EXERCISE AIM
Copy every line of the records below that holds the word "visited".

══ GIVEN ENTRIES

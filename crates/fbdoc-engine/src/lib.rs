//! Assembly and dependency-tree construction
//!
//! This crate turns flat catalog rows into the in-memory entity model:
//! - Entity assembly: base procedure map, parameter attachment, dependency
//!   attachment, table/field assembly.
//! - Dependency trees: a bounded-depth, cycle-aware tree of transitive
//!   procedure dependencies per procedure.
//!
//! Assembly fully completes before any tree is built; tree building reads
//! the shared procedure map and writes only each root's own tree.

pub mod assemble;
pub mod tree;

pub use assemble::{
    assemble_procedures, assemble_tables, field_type, AssembleError, DependencyKind,
    ParameterDirection,
};
pub use tree::{attach_trees, build_tree, DEFAULT_MAX_DEPTH};
//! Catalog reader trait for fetching schema metadata

use crate::rows::{FieldRow, ProcedureDependencyRow, ProcedureParameterRow, ProcedureRow, TableRow};

/// Errors that can occur when reading the catalog
#[derive(Debug, thiserror::Error)]
pub enum CatalogError {
    #[error("Authentication failed: {0}")]
    AuthenticationError(String),

    #[error("Connection failed: {0}")]
    ConnectionError(String),

    #[error("Query failed: {0}")]
    QueryError(String),

    #[error("Configuration error: {0}")]
    ConfigError(String),
}

/// Trait for catalog readers that fetch schema metadata as flat rows
///
/// Each row query is issued exactly once per run and its rows are stored
/// directly in the assembled model; readers do not need to cache anything.
/// Readers take `&mut self` because database clients execute statements on a
/// mutable connection.
pub trait CatalogReader {
    /// Reader name (e.g. "Firebird")
    fn name(&self) -> &'static str;

    /// Validate connectivity and credentials
    fn test_connection(&mut self) -> Result<(), CatalogError>;

    /// Total number of procedures
    fn procedure_count(&mut self) -> Result<usize, CatalogError>;

    /// Number of procedures with a description
    fn described_procedure_count(&mut self) -> Result<usize, CatalogError>;

    /// Total number of user tables
    fn table_count(&mut self) -> Result<usize, CatalogError>;

    /// Number of user tables with a description
    fn described_table_count(&mut self) -> Result<usize, CatalogError>;

    /// All procedures with description and source text
    fn procedures(&mut self) -> Result<Vec<ProcedureRow>, CatalogError>;

    /// All procedure parameters that carry a direction code
    fn procedure_parameters(&mut self) -> Result<Vec<ProcedureParameterRow>, CatalogError>;

    /// All procedure dependencies with a recognized target-kind code and a
    /// null field name
    fn procedure_dependencies(&mut self) -> Result<Vec<ProcedureDependencyRow>, CatalogError>;

    /// All user tables
    fn tables(&mut self) -> Result<Vec<TableRow>, CatalogError>;

    /// All table fields, ordered by position within their table
    fn fields(&mut self) -> Result<Vec<FieldRow>, CatalogError>;
}
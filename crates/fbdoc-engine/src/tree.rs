//! Bounded-depth, cycle-aware dependency tree construction
//!
//! Breadth-first traversal over the procedure-dependency graph. Each queued
//! work item carries the set of names already seen on its own path from the
//! root, so cycle detection is per path: the same procedure may legitimately
//! appear in sibling branches, but never twice on one path. There is no
//! global cache of known-cyclic procedures; every root re-discovers cycles
//! for itself, so cost is proportional to tree size but never unbounded.

use std::collections::{BTreeMap, HashSet, VecDeque};
use std::rc::Rc;

use fbdoc_core::{DependentProcedure, Procedure};

/// Default maximum number of dependency levels rendered
pub const DEFAULT_MAX_DEPTH: usize = 5;

/// A queued unit of traversal work
struct TraverseItem {
    /// Name of the procedure this item will emit a node for
    name: String,

    /// Arena index of the parent node, or None for a root child
    parent: Option<usize>,

    /// Names already visited on this path from the root; immutable snapshot
    /// shared by all children of one expansion
    passed: Rc<HashSet<String>>,

    /// 0 for the root's immediate children
    depth: usize,
}

/// Compute dependency trees for every procedure in the map
///
/// Must run only after assembly has fully completed: it reads every
/// procedure's dependency lists and writes every procedure's tree.
pub fn attach_trees(procedures: &mut BTreeMap<String, Procedure>, max_depth: usize) {
    let trees: Vec<(String, Vec<DependentProcedure>)> = procedures
        .values()
        .map(|procedure| {
            (
                procedure.name.clone(),
                build_tree(procedures, procedure, max_depth),
            )
        })
        .collect();

    for (name, tree) in trees {
        if let Some(procedure) = procedures.get_mut(&name) {
            procedure.dependency_tree = tree;
        }
    }
}

/// Build the bounded-depth dependency tree for one root procedure
///
/// The root itself never appears as a node in its own tree, but its name is
/// seeded into the visited set, so a direct or indirect dependency back onto
/// the root becomes a cycle leaf. Child-list order follows the order of each
/// procedure's dependency list.
///
/// Per dequeued item, in priority order: cycle leaf, depth-limited leaf
/// (only when the target still has procedure dependencies of its own), true
/// leaf, expandable node.
pub fn build_tree(
    procedures: &BTreeMap<String, Procedure>,
    root: &Procedure,
    max_depth: usize,
) -> Vec<DependentProcedure> {
    let mut queue: VecDeque<TraverseItem> = VecDeque::new();

    let passed: Rc<HashSet<String>> = Rc::new(HashSet::from([root.name.clone()]));
    for name in &root.dependencies.procedure {
        queue.push_back(TraverseItem {
            name: name.clone(),
            parent: None,
            passed: Rc::clone(&passed),
            depth: 0,
        });
    }

    // Nodes go into a flat arena first. A child's index is always greater
    // than its parent's, so the nested tree can be assembled in one reverse
    // pass once the queue drains.
    let mut nodes: Vec<DependentProcedure> = Vec::new();
    let mut child_ids: Vec<Vec<usize>> = Vec::new();
    let mut root_ids: Vec<usize> = Vec::new();

    while let Some(item) = queue.pop_front() {
        let id = nodes.len();

        if item.passed.contains(&item.name) {
            // The name already occurred on this path
            nodes.push(DependentProcedure::cycled(&item.name));
        } else {
            let target = procedures
                .get(&item.name)
                .expect("dependency targets are validated during assembly");
            let next_dependencies = &target.dependencies.procedure;

            if item.depth + 1 >= max_depth && !next_dependencies.is_empty() {
                nodes.push(DependentProcedure::depth_limited(&item.name));
            } else if next_dependencies.is_empty() {
                nodes.push(DependentProcedure::new(&item.name));
            } else {
                nodes.push(DependentProcedure::new(&item.name));

                let mut next_passed = (*item.passed).clone();
                next_passed.insert(item.name.clone());
                let next_passed = Rc::new(next_passed);

                for next_name in next_dependencies {
                    queue.push_back(TraverseItem {
                        name: next_name.clone(),
                        parent: Some(id),
                        passed: Rc::clone(&next_passed),
                        depth: item.depth + 1,
                    });
                }
            }
        }

        child_ids.push(Vec::new());
        match item.parent {
            Some(parent) => child_ids[parent].push(id),
            None => root_ids.push(id),
        }
    }

    into_forest(nodes, child_ids, root_ids)
}

/// Move arena nodes into their parents, yielding the root-level forest
fn into_forest(
    nodes: Vec<DependentProcedure>,
    child_ids: Vec<Vec<usize>>,
    root_ids: Vec<usize>,
) -> Vec<DependentProcedure> {
    let mut slots: Vec<Option<DependentProcedure>> = nodes.into_iter().map(Some).collect();

    for id in (0..slots.len()).rev() {
        if child_ids[id].is_empty() {
            continue;
        }

        let children: Vec<DependentProcedure> = child_ids[id]
            .iter()
            .map(|&child| slots[child].take().expect("each node has exactly one parent"))
            .collect();

        if let Some(node) = slots[id].as_mut() {
            node.children = children;
        }
    }

    root_ids
        .into_iter()
        .map(|id| slots[id].take().expect("root nodes are taken exactly once"))
        .collect()
}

════

RESULT
    /// Names already visited on this path from the root; immutable snapshot
/// seeded into the visited set, so a direct or indirect dependency back onto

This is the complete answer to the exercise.